The development is the latest scandal to rock NSO Group, a prized Israeli technology company whose spyware has long been under scrutiny for its ability to capture all activity on a smartphone — including a user’s keystrokes, location data, sound and video recordings, photos, contacts and encrypted information — and for mounting allegations of misuse by repressive governments.

In August it was revealed that Pegasus had been secretly installed on the smartphones of at least three dozen journalists, activists and business executives across the world, including close associates of the murdered Saudi journalist Jamal Khashoggi. In Mexico, it was used against influential journalists and others.

The Biden administration blacklisted NSO Group in November, stating that the company had knowingly supplied spyware used by foreign governments to “maliciously target” the phones of human rights activists, journalists and others.
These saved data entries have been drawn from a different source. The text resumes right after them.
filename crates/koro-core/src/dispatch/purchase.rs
//! Purchase / delete flow.

use crate::{
    callback::CallbackAction,
    dispatch::Dispatcher,
    domain::{ChatId, MessageRef, NumberSid, PhoneNumber, UserId},
    messaging::types::{InlineButton, InlineKeyboard},
    state::Session,
    Result,
};

/// A press on `buy_<number>`.
///
/// The number value travels inside the callback tag, so a concurrent refresh
/// replacing the listing cannot redirect the purchase.
pub(crate) async fn handle_buy(
    d: &Dispatcher,
    user: UserId,
    chat: ChatId,
    number: PhoneNumber,
    pressed: Option<MessageRef>,
) -> Result<()> {
    let Some(session) = d.sessions.get(user).await else {
        d.messenger().send_text(chat, "❌ Please login first!").await?;
        return Ok(());
    };

    let progress = match pressed {
        Some(msg) => {
            let _ = d.messenger().edit_text(msg, "🔄 Purchasing number...").await;
            msg
        }
        None => d.messenger().send_text(chat, "🔄 Purchasing number...").await?,
    };

    match session.account.purchase(&number).await {
        Ok(sid) => {
            d.numbers.record(user, number.clone(), sid.clone()).await;
            tracing::info!(user = user.0, number = %number, sid = %sid, "number purchased");

            let _ = d.messenger().delete_message(progress).await;

            let keyboard = InlineKeyboard::new(vec![
                InlineButton::new(
                    format!("📱 {number}"),
                    &CallbackAction::Copy(number.digits().to_string()),
                ),
                InlineButton::new("🗑️ Delete Number", &CallbackAction::Delete(sid)),
            ]);
            d.messenger()
                .send_inline_keyboard(
                    chat,
                    &format!(
                        "✅ Purchase Successful!\n\n📱 {number}\n\n⚠️ Note: webhooks are not \
                         configured, SMS will not be received automatically."
                    ),
                    keyboard,
                )
                .await?;
        }
        Err(err) => {
            tracing::warn!(user = user.0, number = %number, error = %err, "purchase failed");
            let _ = d
                .messenger()
                .edit_text(progress, &format!("❌ Purchase Failed!\n\n{err}"))
                .await;
        }
    }
    Ok(())
}

/// A press on `delete_<sid>`.
///
/// Requires an ownership record for (user, sid); without one the backend is
/// never called. The record is removed only after the backend confirms.
pub(crate) async fn handle_delete(
    d: &Dispatcher,
    user: UserId,
    chat: ChatId,
    sid: NumberSid,
    pressed: Option<MessageRef>,
) -> Result<()> {
    let Some(session) = d.sessions.get(user).await else {
        d.messenger().send_text(chat, "❌ Please login first!").await?;
        return Ok(());
    };

    if !d.numbers.owns(user, &sid).await {
        reply(d, chat, pressed, "❌ This number is not yours to delete.").await?;
        return Ok(());
    }

    match session.account.release(&sid).await {
        Ok(()) => {
            d.numbers.remove(user, &sid).await;
            tracing::info!(user = user.0, sid = %sid, "number deleted");
            reply(d, chat, pressed, "✅ Number deleted successfully!").await?;
        }
        Err(err) => {
            tracing::warn!(user = user.0, sid = %sid, error = %err, "number deletion failed");
            reply(d, chat, pressed, &format!("❌ Number deletion failed!\n\n{err}")).await?;
        }
    }
    Ok(())
}

/// The Delete Number menu action: list the account's owned numbers, each
/// with its delete button.
///
/// Ownership records are refreshed from the backend listing so that delete
/// presses pass the ownership check even for numbers bought outside this
/// process lifetime.
pub(crate) async fn list_deletable(d: &Dispatcher, session: &Session, chat: ChatId) -> Result<()> {
    let owned = match session.account.list_owned().await {
        Ok(owned) => owned,
        Err(err) => {
            tracing::warn!(user = session.user.0, error = %err, "owned-number listing failed");
            d.messenger()
                .send_text(chat, "❌ Could not fetch your numbers. Try again in a moment.")
                .await?;
            return Ok(());
        }
    };

    if owned.is_empty() {
        d.messenger().send_text(chat, "No purchased numbers.").await?;
        return Ok(());
    }

    for item in owned {
        d.numbers
            .record(session.user, item.number.clone(), item.sid.clone())
            .await;

        let keyboard =
            InlineKeyboard::single("🗑️ Delete", &CallbackAction::Delete(item.sid));
        d.messenger()
            .send_inline_keyboard(chat, &format!("Number: {}", item.number), keyboard)
            .await?;
    }
    Ok(())
}

async fn reply(
    d: &Dispatcher,
    chat: ChatId,
    pressed: Option<MessageRef>,
    text: &str,
) -> Result<()> {
    match pressed {
        Some(msg) => {
            if d.messenger().edit_text(msg, text).await.is_err() {
                d.messenger().send_text(chat, text).await?;
            }
        }
        None => {
            d.messenger().send_text(chat, text).await?;
        }
    }
    Ok(())
}
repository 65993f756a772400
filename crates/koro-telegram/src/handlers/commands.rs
use std::sync::Arc;

use teloxide::prelude::*;

use koro_core::domain::{ChatId, UserId};

use crate::router::AppState;

fn parse_command(text: &str) -> (String, String) {
    // Telegram may send `/cmd@botname arg1 ...`
    let mut parts = text.trim().splitn(2, char::is_whitespace);
    let first = parts.next().unwrap_or("").trim();
    let rest = parts.next().unwrap_or("").trim().to_string();

    let cmd = first
        .trim_start_matches('/')
        .split('@')
        .next()
        .unwrap_or("")
        .to_lowercase();

    (cmd, rest)
}

pub async fn handle_command(msg: Message, state: Arc<AppState>) -> ResponseResult<()> {
    let Some(user) = msg.from() else {
        return Ok(());
    };
    let Some(text) = msg.text() else {
        return Ok(());
    };

    let user_id = UserId(user.id.0 as i64);
    let handle = user.username.as_deref();
    let chat = ChatId(msg.chat.id.0);
    let d = &state.dispatcher;

    let (cmd, _rest) = parse_command(text);
    let result = match cmd.as_str() {
        "start" => d.on_start(user_id, handle, chat).await,
        "login" => d.on_login_command(user_id, handle, chat).await,
        "area" => d.on_area_command(user_id, handle, chat).await,
        "admincontrol" => d.on_admin_control(user_id, handle, chat).await,
        // Unknown commands are silently ignored, like any unmatched text.
        _ => Ok(()),
    };

    if let Err(err) = result {
        tracing::warn!(user = user_id.0, command = %cmd, error = %err, "command failed");
    }
    Ok(())
}

#[cfg(test)]
mod tests {
    use super::*;

    #[test]
    fn commands_parse_with_bot_suffix_and_args() {
        assert_eq!(parse_command("/start"), ("start".into(), "".into()));
        assert_eq!(
            parse_command("/admincontrol@koro_bot"),
            ("admincontrol".into(), "".into())
        );
        assert_eq!(
            parse_command("/area 416 647"),
            ("area".into(), "416 647".into())
        );
    }
}
use std::{env, fs, path::Path, time::Duration};

use crate::{errors::Error, Result};

/// Typed configuration, loaded from the environment (with optional `.env`).
#[derive(Clone, Debug)]
pub struct Config {
    // Core
    pub telegram_bot_token: String,
    pub admin_user_id: i64,

    // Number search
    pub default_country: String,
    pub search_limit: usize,

    // Telegram limits
    pub message_limit: usize,
    pub safe_limit: usize,

    /// Spacing between consecutive listing messages (flood-control courtesy).
    pub listing_send_spacing: Duration,
}

impl Config {
    pub fn load() -> Result<Self> {
        load_dotenv_if_present(Path::new(".env"));

        let telegram_bot_token = env_str("BOT_TOKEN")
            .and_then(non_empty)
            .ok_or_else(|| Error::Config("BOT_TOKEN environment variable is required".into()))?;

        let admin_user_id = env_str("ADMIN_USER_ID")
            .and_then(non_empty)
            .ok_or_else(|| {
                Error::Config("ADMIN_USER_ID environment variable is required".into())
            })?
            .parse::<i64>()
            .map_err(|_| Error::Config("ADMIN_USER_ID must be a numeric user id".into()))?;

        let default_country = env_str("NUMBER_COUNTRY")
            .and_then(non_empty)
            .unwrap_or_else(|| "CA".to_string());

        let search_limit = env_usize("NUMBER_SEARCH_LIMIT").unwrap_or(50);

        let message_limit = env_usize("TELEGRAM_MESSAGE_LIMIT").unwrap_or(4096);
        let safe_limit = env_usize("TELEGRAM_SAFE_LIMIT").unwrap_or(4000);

        let listing_send_spacing =
            Duration::from_millis(env_u64("LISTING_SEND_SPACING_MS").unwrap_or(100));

        Ok(Self {
            telegram_bot_token,
            admin_user_id,
            default_country,
            search_limit,
            message_limit,
            safe_limit,
            listing_send_spacing,
        })
    }

    /// A config with test-friendly defaults (no env access).
    pub fn for_tests(admin_user_id: i64) -> Self {
        Self {
            telegram_bot_token: "test-token".to_string(),
            admin_user_id,
            default_country: "CA".to_string(),
            search_limit: 50,
            message_limit: 4096,
            safe_limit: 4000,
            listing_send_spacing: Duration::from_millis(0),
        }
    }
}

fn env_str(key: &str) -> Option<String> {
    env::var(key).ok()
}

fn env_u64(key: &str) -> Option<u64> {
    env_str(key)?.trim().parse().ok()
}

fn env_usize(key: &str) -> Option<usize> {
    env_str(key)?.trim().parse().ok()
}

fn non_empty(s: String) -> Option<String> {
    let t = s.trim().to_string();
    if t.is_empty() {
        None
    } else {
        Some(t)
    }
}

fn load_dotenv_if_present(path: &Path) {
    let Ok(contents) = fs::read_to_string(path) else {
        return;
    };

    for raw in contents.lines() {
        let line = raw.trim();
        if line.is_empty() || line.starts_with('#') {
            continue;
        }

        let Some((k, v)) = line.split_once('=') else {
            continue;
        };

        let key = k.trim();
        if key.is_empty() {
            continue;
        }
        if env::var_os(key).is_some() {
            continue; // do not override existing env
        }

        let mut val = v.trim();
        if val.len() >= 2
            && ((val.starts_with('"') && val.ends_with('"'))
                || (val.starts_with('\'') && val.ends_with('\'')))
        {
            val = &val[1..val.len() - 1];
        }

        env::set_var(key, val);
    }
}

#[cfg(test)]
mod tests {
    use super::*;

    #[test]
    fn non_empty_trims_and_filters() {
        assert_eq!(non_empty("  x ".into()), Some("x".to_string()));
        assert_eq!(non_empty("   ".into()), None);
    }
}
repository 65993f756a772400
pub mod port;
pub mod types;
//! Error taxonomy for the provisioning backend.
//!
//! Every variant is recoverable: it is reported to the user and no core
//! state is mutated on its behalf.

/// Credential verification failure (login path).
#[derive(Clone, Debug, PartialEq, Eq, thiserror::Error)]
pub enum AuthError {
    #[error("wrong SID or auth token")]
    InvalidCredentials,

    #[error("account is suspended")]
    Suspended,

    #[error("connection failed: {0}")]
    Connection(String),
}

/// Classified purchase/release failure.
///
/// The `Display` strings are user-facing; handlers send them verbatim.
#[derive(Clone, Debug, PartialEq, Eq, thiserror::Error)]
pub enum ProvisionError {
    #[error("this number is no longer available, try another one")]
    NumberUnavailable,

    #[error("too many requests, wait a minute and try again")]
    RateLimited,

    #[error("insufficient account balance")]
    InsufficientBalance,

    #[error("account is suspended")]
    AccountSuspended,

    #[error("invalid number format")]
    InvalidNumber,

    #[error("trial accounts cannot purchase numbers")]
    TrialAccount,

    #[error("no geographic permission for this country")]
    GeographicRestriction,

    #[error("this number type is not supported")]
    UnsupportedType,

    #[error("account is not verified")]
    AccountNotVerified,

    #[error("authentication failed, log out and log in again")]
    Auth,

    #[error("{0}")]
    Other(String),
}

/// Provisioning-account lifecycle status.
#[derive(Clone, Debug, PartialEq, Eq)]
pub enum AccountStatus {
    Active,
    Suspended,
    Closed,
    Other(String),
}

impl std::fmt::Display for AccountStatus {
    fn fmt(&self, f: &mut std::fmt::Formatter<'_>) -> std::fmt::Result {
        match self {
            AccountStatus::Active => f.write_str("✅ Account Status: Active"),
            AccountStatus::Suspended => f.write_str("⚠️ Account Status: Suspended"),
            AccountStatus::Closed => f.write_str("❌ Account Status: Closed"),
            AccountStatus::Other(s) => write!(f, "ℹ️ Account Status: {s}"),
        }
    }
}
The measure was a notable break with Israel, an American ally, as the company is one of Israel’s most successful technology firms and operates under direct surveillance of the Israeli government.

After the American government blacklisted NSO Group, the company promised that Pegasus was only licensed to governments with good human rights records.

But in December it was announced that the iPhones of 11 American Embassy employees working in Uganda had been hacked using Pegasus spyware.

In an emailed statement, a spokesperson for NSO Group, who declined to provide their name, maintained the company only provides its software to legitimate intelligence agencies and to law enforcement agencies to fight criminals and terrorists.

The spokesman added that the company does not know who the targets of its customers are, but that NSO works to ensure that its tools are used only for authorized purposes.

Israel’s Defense Ministry is in charge of regulating and approving any exports of NSO’s software. The Israeli military has also been criticized for its human rights violations at home and abroad.

While it remains unclear what entity targeted the Salvadoran journalists, El Salvador has been criticized for intimidating and censoring local media.

El Salvador’s president, Mr. Bukele, has come under withering criticism from the United States government and rights groups for using the military to interfere with the legislature and to suspend Supreme Court judges and the attorney general.